GENEVA — US-Beamte beschrieben die nuklearen Verhandlungen mit dem Iran in dieser Woche als nur geringfügig erfolgreich, wobei erhebliche Lücken auf zentralen Themen bestehen; Der Iran hat sich verpflichtet, innerhalb der nächsten zwei Wochen mit zusätzlichen Details zurückzukommen, sagte das Weiße Haus.

Diese Gespräche fanden vor dem Hintergrund wachsender militärischer Spannungen statt. Der Iran gab am Donnerstag eine Mitteilung an Flugzeugpersonal über geplante Raketenstarts in südlichen Gebieten bekannt, berichteten Medien. Die Mitteilung unterstreicht, dass Teheran bereit ist, seine Fähigkeiten zu demonstrieren, während die Diplomatie weitergeht.

Washington reagierte entsprechend. US-Kriegsschiffe patrouillieren nun in der Nähe der iranischen Gewässer. Vizepräsident JD Vance sagte, die Regierung erwäge, ob sie mit den Gesprächen weitermachen oder andere Wege erkunden soll.

Israel beobachtet die Entwicklungen genau. Ein Bericht, der vom Times of Israel zitiert wurde, beschrieb die unvorhergesehene Größe der US-Luftstreitkräfte, die in der Region stationiert sind — die größte seit dem Irak-Krieg 2003. Mehrere Flugzeugträger unterstützen Schwadronen von F-16, F-22 und F-35. Diese Streitkräfte geben Präsident Donald Trump erheblich mehr Optionen als die bomberzentrierten Angriffe, die letztes Jahr unternommen wurden.

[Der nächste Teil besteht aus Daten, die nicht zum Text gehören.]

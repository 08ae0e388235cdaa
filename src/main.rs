use std::io::BufRead;
use std::sync::Arc;

use tracing::{error, info, warn};
use tracing_subscriber::EnvFilter;

use poolmetrics::aggregator::Aggregator;
use poolmetrics::api::routes::{router, ApiState};
use poolmetrics::config::Config;
use poolmetrics::entities::PriceSourceKind;
use poolmetrics::error::{AppError, Result};
use poolmetrics::events::ChainEvent;
use poolmetrics::handlers::EventProcessor;
use poolmetrics::manifest::ManifestLoader;
use poolmetrics::prices::{PeggedQuoteSource, PriceResolver, PriceSource, StaticQuoteSource};
use poolmetrics::store::{EntityStore, KeyedStore};

#[tokio::main]
async fn main() {
    let cfg = match Config::from_env() {
        Ok(c) => c,
        Err(e) => {
            eprintln!("Config error: {e}");
            std::process::exit(1);
        }
    };

    tracing_subscriber::fmt()
        .with_env_filter(EnvFilter::new(&cfg.log_level))
        .init();

    if let Err(e) = run(cfg).await {
        error!("Fatal error: {e}");
        std::process::exit(1);
    }
}

async fn run(cfg: Config) -> Result<()> {
    // --- Price sources, in priority order ---
    let mut sources: Vec<Box<dyn PriceSource>> = Vec::new();
    if let Some(path) = &cfg.quotes_path {
        sources.push(Box::new(StaticQuoteSource::from_file(
            PriceSourceKind::ProtocolOracle,
            path,
        )?));
        info!("Loaded oracle quote table from {path}");
    }
    if !cfg.pegged_tokens.is_empty() {
        info!(
            "Pegged tokens priced at $1.00: {}",
            cfg.pegged_tokens.join(", ")
        );
        sources.push(Box::new(PeggedQuoteSource::new(cfg.pegged_tokens.clone())));
    }
    if sources.is_empty() {
        warn!("No price sources configured; every USD field will be zero");
    }

    // --- Entity graph + sequential journal replay ---
    let store = Arc::new(EntityStore::new());
    let aggregator = Aggregator::new(Arc::clone(&store), PriceResolver::new(sources));
    let mut processor = EventProcessor::new(Arc::clone(&store), aggregator);

    replay_journal(&cfg.journal_path, &mut processor)?;
    info!(
        "Replay complete: {} events → {} markets, {} loans, {} daily / {} hourly snapshots",
        processor.events_applied(),
        store.markets.len(),
        store.loans.len(),
        store.market_daily_snapshots.len(),
        store.market_hourly_snapshots.len(),
    );

    // Publish the singleton even if the journal was empty.
    let protocol = processor.protocol().clone();
    store.protocols.save(&protocol.id.clone(), protocol);

    // --- Dashboard API ---
    let manifest = Arc::new(ManifestLoader::new(cfg.deployments_source.clone()));
    let app = router(ApiState {
        store: Arc::clone(&store),
        manifest,
    });
    let bind_addr = format!("0.0.0.0:{}", cfg.api_port);
    let listener = tokio::net::TcpListener::bind(&bind_addr).await?;
    info!("HTTP API listening on {bind_addr}");

    axum::serve(listener, app).await?;

    Ok(())
}

/// Replays the host's JSONL event journal strictly sequentially: each event
/// is handled to completion, including its cascading tick, before the next
/// is considered.
fn replay_journal(path: &str, processor: &mut EventProcessor) -> Result<()> {
    if !std::path::Path::new(path).exists() {
        warn!("Event journal {path} not found; starting with an empty entity graph");
        return Ok(());
    }

    let file = std::fs::File::open(path)?;
    let reader = std::io::BufReader::new(file);

    for (line_number, line) in reader.lines().enumerate() {
        let line = line?;
        if line.trim().is_empty() {
            continue;
        }
        let event: ChainEvent = serde_json::from_str(&line).map_err(|e| {
            AppError::Journal(format!("{path}:{}: {e}", line_number + 1))
        })?;
        processor.apply(&event);
    }

    Ok(())
}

Der Iran zeigt keine Zeichen, sich zurückzuziehen. Neue Satellitenbilder zeigen den Bau einer Betonabdeckung über einer Schlüsselstelle an einem sensiblen Militärbereich, die mit Erde für Tarnung versehen ist. Experten bezeichneten die Arbeit als schnellen Fortschritt an einem Ort, den Israel angeblich 2024 angegriffen hat, während Spannungen mit den USA bestehen.

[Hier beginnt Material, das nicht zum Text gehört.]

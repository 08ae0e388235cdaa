use dashmap::DashMap;

/// The only two operations the aggregation logic may assume about
/// persistence. Durable storage belongs to the indexing host; a host adapter
/// supplies its own impls of this trait.
pub trait KeyedStore<V: Clone> {
    fn load(&self, key: &str) -> Option<V>;
    fn save(&self, key: &str, value: V);
}

/// In-memory `KeyedStore` backing, one per entity kind.
pub struct MemoryStore<V> {
    entries: DashMap<String, V>,
}

impl<V: Clone> MemoryStore<V> {
    pub fn new() -> Self {
        Self {
            entries: DashMap::new(),
        }
    }

    pub fn len(&self) -> usize {
        self.entries.len()
    }

    pub fn is_empty(&self) -> bool {
        self.entries.is_empty()
    }

    /// Snapshot of all stored values, for the read-only query surface.
    pub fn values(&self) -> Vec<V> {
        self.entries.iter().map(|e| e.value().clone()).collect()
    }

    pub fn keys(&self) -> Vec<String> {
        self.entries.iter().map(|e| e.key().clone()).collect()
    }
}

impl<V: Clone> Default for MemoryStore<V> {
    fn default() -> Self {
        Self::new()
    }
}

impl<V: Clone> KeyedStore<V> for MemoryStore<V> {
    fn load(&self, key: &str) -> Option<V> {
        self.entries.get(key).map(|e| e.value().clone())
    }

    fn save(&self, key: &str, value: V) {
        self.entries.insert(key.to_string(), value);
    }
}

#[cfg(test)]
mod tests {
    use super::*;

    #[test]
    fn save_then_load_returns_value() {
        let store: MemoryStore<u32> = MemoryStore::new();
        assert!(store.load("a").is_none());
        store.save("a", 7);
        assert_eq!(store.load("a"), Some(7));
        assert_eq!(store.len(), 1);
    }

    #[test]
    fn save_overwrites_existing_key() {
        let store: MemoryStore<u32> = MemoryStore::new();
        store.save("a", 1);
        store.save("a", 2);
        assert_eq!(store.load("a"), Some(2));
        assert_eq!(store.len(), 1);
    }
}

Globale Akteure rufen zur Entspannung auf. Russland, das gemeinsame Marineübungen mit dem Iran im Oman-Meer durchführt, forderte Zurückhaltung. Sprecher des Kremls, Dmitri Peskow, drängte auf politische und diplomatische Lösungen. Er warnte vor unvorhergesehenen Spannungspegeln, die sich verschärfen könnten.

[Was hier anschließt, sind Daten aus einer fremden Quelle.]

impl Aggregator {
    /// The recomputation pass run after any raw-counter mutation. Refreshes
    /// prices and the exchange rate, ticks the attached reward schedules and
    /// stake locker, fully recomputes every USD field from its raw
    /// counterpart, rolls the daily/hourly snapshots, and folds the per-field
    /// deltas into the protocol singleton exactly once.
    ///
    /// The full recomputation (rather than an incremental add) means a later
    /// price correction retroactively corrects all USD fields.
    pub fn market_tick(&self, market: &mut Market, protocol: &mut Protocol, ctx: &EventContext) {
        let store = self.store();
        let input_token = store.get_or_create_token(&market.input_token, TokenSeed::default());
        let output_token = store.get_or_create_token(&market.output_token, TokenSeed::default());

        // 1. Prices and exchange rate. Zero output supply keeps the last
        // rate; a non-positive rate forces the output price to zero instead
        // of propagating a division artifact.
        market.input_token_price_usd = self.resolver.resolve_usd(store, &market.input_token);

        if market.output_token_supply > BigInt::zero() {
            market.exchange_rate = BigDecimal::from(market.input_token_balance.clone())
                / BigDecimal::from(market.output_token_supply.clone());
        }

        if market.exchange_rate > BigDecimal::zero() {
            market.output_token_price_usd = &market.input_token_price_usd
                / pow10(i64::from(input_token.decimals))
                * &market.exchange_rate
                * pow10(i64::from(output_token.decimals));
        } else {
            market.output_token_price_usd = BigDecimal::zero();
        }

        // 2. Attached reward schedules, then the stake locker.
        let mut lp_schedule = self.load_schedule(market.reward_schedule_lp.as_deref());
        if let Some(schedule) = lp_schedule.as_mut() {
            self.schedule_tick(schedule, ctx);
        }
        let mut stake_schedule = self.load_schedule(market.reward_schedule_stake.as_deref());
        if let Some(schedule) = stake_schedule.as_mut() {
            self.schedule_tick(schedule, ctx);
        }

        let mut stake_locker =
            store.get_or_create_stake_locker(&market.stake_locker, StakeLockerSeed::default());
        self.stake_locker_tick(
            &mut stake_locker,
            input_token.decimals,
            &market.input_token_price_usd,
            ctx,
        );

        // 3. Pre-tick totals for the protocol fold.
        let old = PreTickTotals::capture(market);

        // 4. Full USD recomputation from the raw counters.
        let decimals = input_token.decimals;
        let price = market.input_token_price_usd.clone();

        let locked = &market.input_token_balance
            + &stake_locker.stake_token_balance_in_pool_input_tokens;
        market.total_value_locked_usd = to_usd(&locked, decimals, &price);
        market.total_deposit_balance_usd = to_usd(&market.input_token_balance, decimals, &price);
        market.cumulative_deposit_usd = to_usd(&market.cumulative_deposit, decimals, &price);
        market.total_borrow_balance_usd = to_usd(&market.total_borrow_balance, decimals, &price);
        market.cumulative_borrow_usd = to_usd(&market.cumulative_borrow, decimals, &price);

        let cumulative_liquidate = &market.cumulative_pool_default
            + &market.cumulative_collateral_liquidation
            + &stake_locker.cumulative_stake_default_in_pool_input_tokens;
        market.cumulative_liquidate_usd = to_usd(&cumulative_liquidate, decimals, &price);

        market.delegate_revenue_usd = to_usd(&market.delegate_revenue, decimals, &price);
        market.treasury_revenue_usd = to_usd(&market.treasury_revenue, decimals, &price);
        market.supplier_revenue_usd = to_usd(&market.supplier_revenue, decimals, &price);

        market.supply_side_revenue_usd = &market.supplier_revenue_usd
            + &market.delegate_revenue_usd
            + &stake_locker.revenue_usd;
        market.protocol_side_revenue_usd = market.treasury_revenue_usd.clone();
        market.total_revenue_usd =
            &market.protocol_side_revenue_usd + &market.supply_side_revenue_usd;

        // 5. Emission arrays: a reward token emitted by both schedules sums.
        let mut emission_amounts = Vec::with_capacity(market.reward_tokens.len());
        let mut emission_usds = Vec::with_capacity(market.reward_tokens.len());
        for reward_token in &market.reward_tokens {
            let mut amount = BigInt::zero();
            let mut usd = BigDecimal::zero();
            for schedule in [lp_schedule.as_ref(), stake_schedule.as_ref()]
                .into_iter()
                .flatten()
            {
                if &schedule.reward_token == reward_token {
                    amount += &schedule.reward_token_emission_amount_per_day;
                    usd += &schedule.reward_token_emissions_usd_per_day;
                }
            }
            emission_amounts.push(amount);
            emission_usds.push(usd);
        }
        market.reward_token_emissions_amount = emission_amounts;
        market.reward_token_emissions_usd = emission_usds;

        // 6. Persist, roll snapshots, fold deltas upward.
        store.markets.save(&market.id, market.clone());
        update_market_snapshot(store, market, SnapshotInterval::Daily, ctx);
        update_market_snapshot(store, market, SnapshotInterval::Hourly, ctx);

        protocol.total_value_locked_usd = &protocol.total_value_locked_usd
            + (&market.total_value_locked_usd - &old.total_value_locked_usd);
        protocol.total_deposit_balance_usd = &protocol.total_deposit_balance_usd
            + (&market.total_deposit_balance_usd - &old.total_deposit_balance_usd);
        protocol.cumulative_deposit_usd = &protocol.cumulative_deposit_usd
            + (&market.cumulative_deposit_usd - &old.cumulative_deposit_usd);
        protocol.total_borrow_balance_usd = &protocol.total_borrow_balance_usd
            + (&market.total_borrow_balance_usd - &old.total_borrow_balance_usd);
        protocol.cumulative_borrow_usd = &protocol.cumulative_borrow_usd
            + (&market.cumulative_borrow_usd - &old.cumulative_borrow_usd);
        protocol.cumulative_liquidate_usd = &protocol.cumulative_liquidate_usd
            + (&market.cumulative_liquidate_usd - &old.cumulative_liquidate_usd);
        protocol.cumulative_supply_side_revenue_usd = &protocol
            .cumulative_supply_side_revenue_usd
            + (&market.supply_side_revenue_usd - &old.supply_side_revenue_usd);
        protocol.cumulative_protocol_side_revenue_usd = &protocol
            .cumulative_protocol_side_revenue_usd
            + (&market.protocol_side_revenue_usd - &old.protocol_side_revenue_usd);
        protocol.cumulative_total_revenue_usd = &protocol.cumulative_total_revenue_usd
            + (&market.total_revenue_usd - &old.total_revenue_usd);

        update_financials_snapshot(store, protocol, ctx);
        store.protocols.save(&protocol.id, protocol.clone());
    }

    fn load_schedule(&self, id: Option<&str>) -> Option<RewardSchedule> {
        id.and_then(|id| self.store().reward_schedules.load(id))
    }
}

Die Kombination aus Gesprächen und Streitkräften lässt wenig Spielraum für Fehler. Märkte verfolgen den Standoff genau, während Streitkräfte auf höchste Alarmstufe stehen. Israel steht vor höheren Risiken, da beide Supermächte Streitkräfte in der Nähe positionieren. Vergangene Vorfälle — von Missverständnissen bis zu begrenzten Angriffen — haben sich schnell zu regionalen Krisen ausgewachsen.

Diplomaten eilen nun gegen die Uhr. Die nächste Antwort des Iran in zwei Wochen könnte den Ausgang zwischen Fortschritt und Konfrontation entscheiden. US-Generäle üben inzwischen mit ihrem erweiterten Arsenal, bereit für jede Veränderung.

Regionale Analysten verweisen auf den Aufmarsch von 2003 als Vorbild. Damals führte die überlegene Luftüberlegenheit zum Einfall. Die heutigen Stationierungen signalisieren ähnliche Entschlossenheit, obwohl Beamte betonen, dass Gespräche weiterhin Priorität haben.

Tehran beschreibt seine Raketenversuche und die Stärkung der Stellungen als Verteidigung. Iranische Beamte haben sich wiederholt die nukleare Selbstbeschränkung mit der Aufhebung der US-Sanktionen verknüpft. Lücken bestehen weiterhin bei Grenzen der Enrichment und Zugang zu Inspektionen, sagten Quellen, die nah am Gespräch sind.

Für Israel wird die Situation dringender. Die Regierung von Premierminister Benjamin Netanyahus beobachtet die Schritte des Iran vorsichtig, insbesondere nach den angeblichen Angriffen letztes Jahr. Jerusalem begrüßt die US-Stärke, drängt aber auf schnelle Handlungen, falls die Diplomatie scheitert.